AVAILABLE DATA Block Start

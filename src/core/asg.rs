//! ASG join (C3): attach scaling-group membership to nodes and group
//! them by `(asg, zone)`.

use std::collections::HashMap;

use serde::{Deserialize, Serialize};

use crate::core::group::{FleetSnapshot, GroupKey};
use crate::core::node::NodeInfo;

/// One entry of `describe_auto_scaling_instances` (spec.md §6).
#[derive(Debug, Clone, Serialize, Deserialize, PartialEq)]
pub struct AsgInstanceDto {
    pub instance_id: String,
    pub asg_name: String,
    pub zone: String,
}

/// One entry of `describe_auto_scaling_groups` (spec.md §6), observed
/// just before the resize applier acts on it.
#[derive(Debug, Clone, Serialize, Deserialize, PartialEq)]
pub struct AsgDto {
    pub name: String,
    pub desired_capacity: i64,
    pub min_size: i64,
    pub max_size: i64,
}

/// Joins the node inventory with cloud scaling-group membership, grouping
/// matched nodes by `(asg, zone)`. Nodes whose `instance_id` has no
/// matching scaling-group entry are dropped: they are not managed by
/// this controller and must not influence size decisions.
pub fn join_fleet(
    nodes: &HashMap<String, NodeInfo>,
    instances: &[AsgInstanceDto],
) -> FleetSnapshot {
    let membership: HashMap<&str, &AsgInstanceDto> = instances
        .iter()
        .map(|instance| (instance.instance_id.as_str(), instance))
        .collect();

    let mut snapshot: FleetSnapshot = HashMap::new();
    for node in nodes.values() {
        if let Some(instance) = membership.get(node.instance_id.as_str()) {
            let key = GroupKey::known(instance.asg_name.clone(), instance.zone.clone());
            snapshot.entry(key).or_default().push(node.clone());
        }
    }
    snapshot
}

#[cfg(test)]
mod tests {
    use super::*;
    use crate::core::resources::ResourceVector;

    fn node(name: &str, instance_id: &str) -> NodeInfo {
        NodeInfo {
            name: name.to_string(),
            region: "r1".to_string(),
            zone: "z1".to_string(),
            instance_id: instance_id.to_string(),
            instance_type: "x1".to_string(),
            capacity: ResourceVector::new(),
        }
    }

    #[test]
    fn matched_nodes_are_grouped_by_asg_and_zone() {
        let mut nodes = HashMap::new();
        nodes.insert("n1".to_string(), node("n1", "i-1"));
        let instances = vec![AsgInstanceDto {
            instance_id: "i-1".to_string(),
            asg_name: "myasg".to_string(),
            zone: "myaz".to_string(),
        }];
        let snapshot = join_fleet(&nodes, &instances);
        let key = GroupKey::known("myasg", "myaz");
        assert_eq!(snapshot.get(&key).unwrap().len(), 1);
    }

    #[test]
    fn unmatched_nodes_are_dropped() {
        let mut nodes = HashMap::new();
        nodes.insert("n1".to_string(), node("n1", "i-unmatched"));
        let snapshot = join_fleet(&nodes, &[]);
        assert!(snapshot.is_empty());
    }

    #[test]
    fn empty_inputs_yield_empty_snapshot() {
        assert!(join_fleet(&HashMap::new(), &[]).is_empty());
    }
}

AVAILABLE DATA Block End

# EXERCISE PROMPT
Every line from above should appear again in the answer, exactly as written.

# ANSWER SECTION
filename src/core/asg.rs
//! ASG join (C3): attach scaling-group membership to nodes and group
//! them by `(asg, zone)`.

use std::collections::HashMap;

use serde::{Deserialize, Serialize};

use crate::core::group::{FleetSnapshot, GroupKey};
use crate::core::node::NodeInfo;

/// One entry of `describe_auto_scaling_instances` (spec.md §6).
#[derive(Debug, Clone, Serialize, Deserialize, PartialEq)]
pub struct AsgInstanceDto {
    pub instance_id: String,
    pub asg_name: String,
    pub zone: String,
}

/// One entry of `describe_auto_scaling_groups` (spec.md §6), observed
/// just before the resize applier acts on it.
#[derive(Debug, Clone, Serialize, Deserialize, PartialEq)]
pub struct AsgDto {
    pub name: String,
    pub desired_capacity: i64,
    pub min_size: i64,
    pub max_size: i64,
}

/// Joins the node inventory with cloud scaling-group membership, grouping
/// matched nodes by `(asg, zone)`. Nodes whose `instance_id` has no
/// matching scaling-group entry are dropped: they are not managed by
/// this controller and must not influence size decisions.
pub fn join_fleet(
    nodes: &HashMap<String, NodeInfo>,
    instances: &[AsgInstanceDto],
) -> FleetSnapshot {
    let membership: HashMap<&str, &AsgInstanceDto> = instances
        .iter()
        .map(|instance| (instance.instance_id.as_str(), instance))
        .collect();

    let mut snapshot: FleetSnapshot = HashMap::new();
    for node in nodes.values() {
        if let Some(instance) = membership.get(node.instance_id.as_str()) {
            let key = GroupKey::known(instance.asg_name.clone(), instance.zone.clone());
            snapshot.entry(key).or_default().push(node.clone());
        }
    }
    snapshot
}

#[cfg(test)]
mod tests {
    use super::*;
    use crate::core::resources::ResourceVector;

    fn node(name: &str, instance_id: &str) -> NodeInfo {
        NodeInfo {
            name: name.to_string(),
            region: "r1".to_string(),
            zone: "z1".to_string(),
            instance_id: instance_id.to_string(),
            instance_type: "x1".to_string(),
            capacity: ResourceVector::new(),
        }
    }

    #[test]
    fn matched_nodes_are_grouped_by_asg_and_zone() {
        let mut nodes = HashMap::new();
        nodes.insert("n1".to_string(), node("n1", "i-1"));
        let instances = vec![AsgInstanceDto {
            instance_id: "i-1".to_string(),
            asg_name: "myasg".to_string(),
            zone: "myaz".to_string(),
        }];
        let snapshot = join_fleet(&nodes, &instances);
        let key = GroupKey::known("myasg", "myaz");
        assert_eq!(snapshot.get(&key).unwrap().len(), 1);
    }

    #[test]
    fn unmatched_nodes_are_dropped() {
        let mut nodes = HashMap::new();
        nodes.insert("n1".to_string(), node("n1", "i-unmatched"));
        let snapshot = join_fleet(&nodes, &[]);
        assert!(snapshot.is_empty());
    }

    #[test]
    fn empty_inputs_yield_empty_snapshot() {
        assert!(join_fleet(&HashMap::new(), &[]).is_empty());
    }
}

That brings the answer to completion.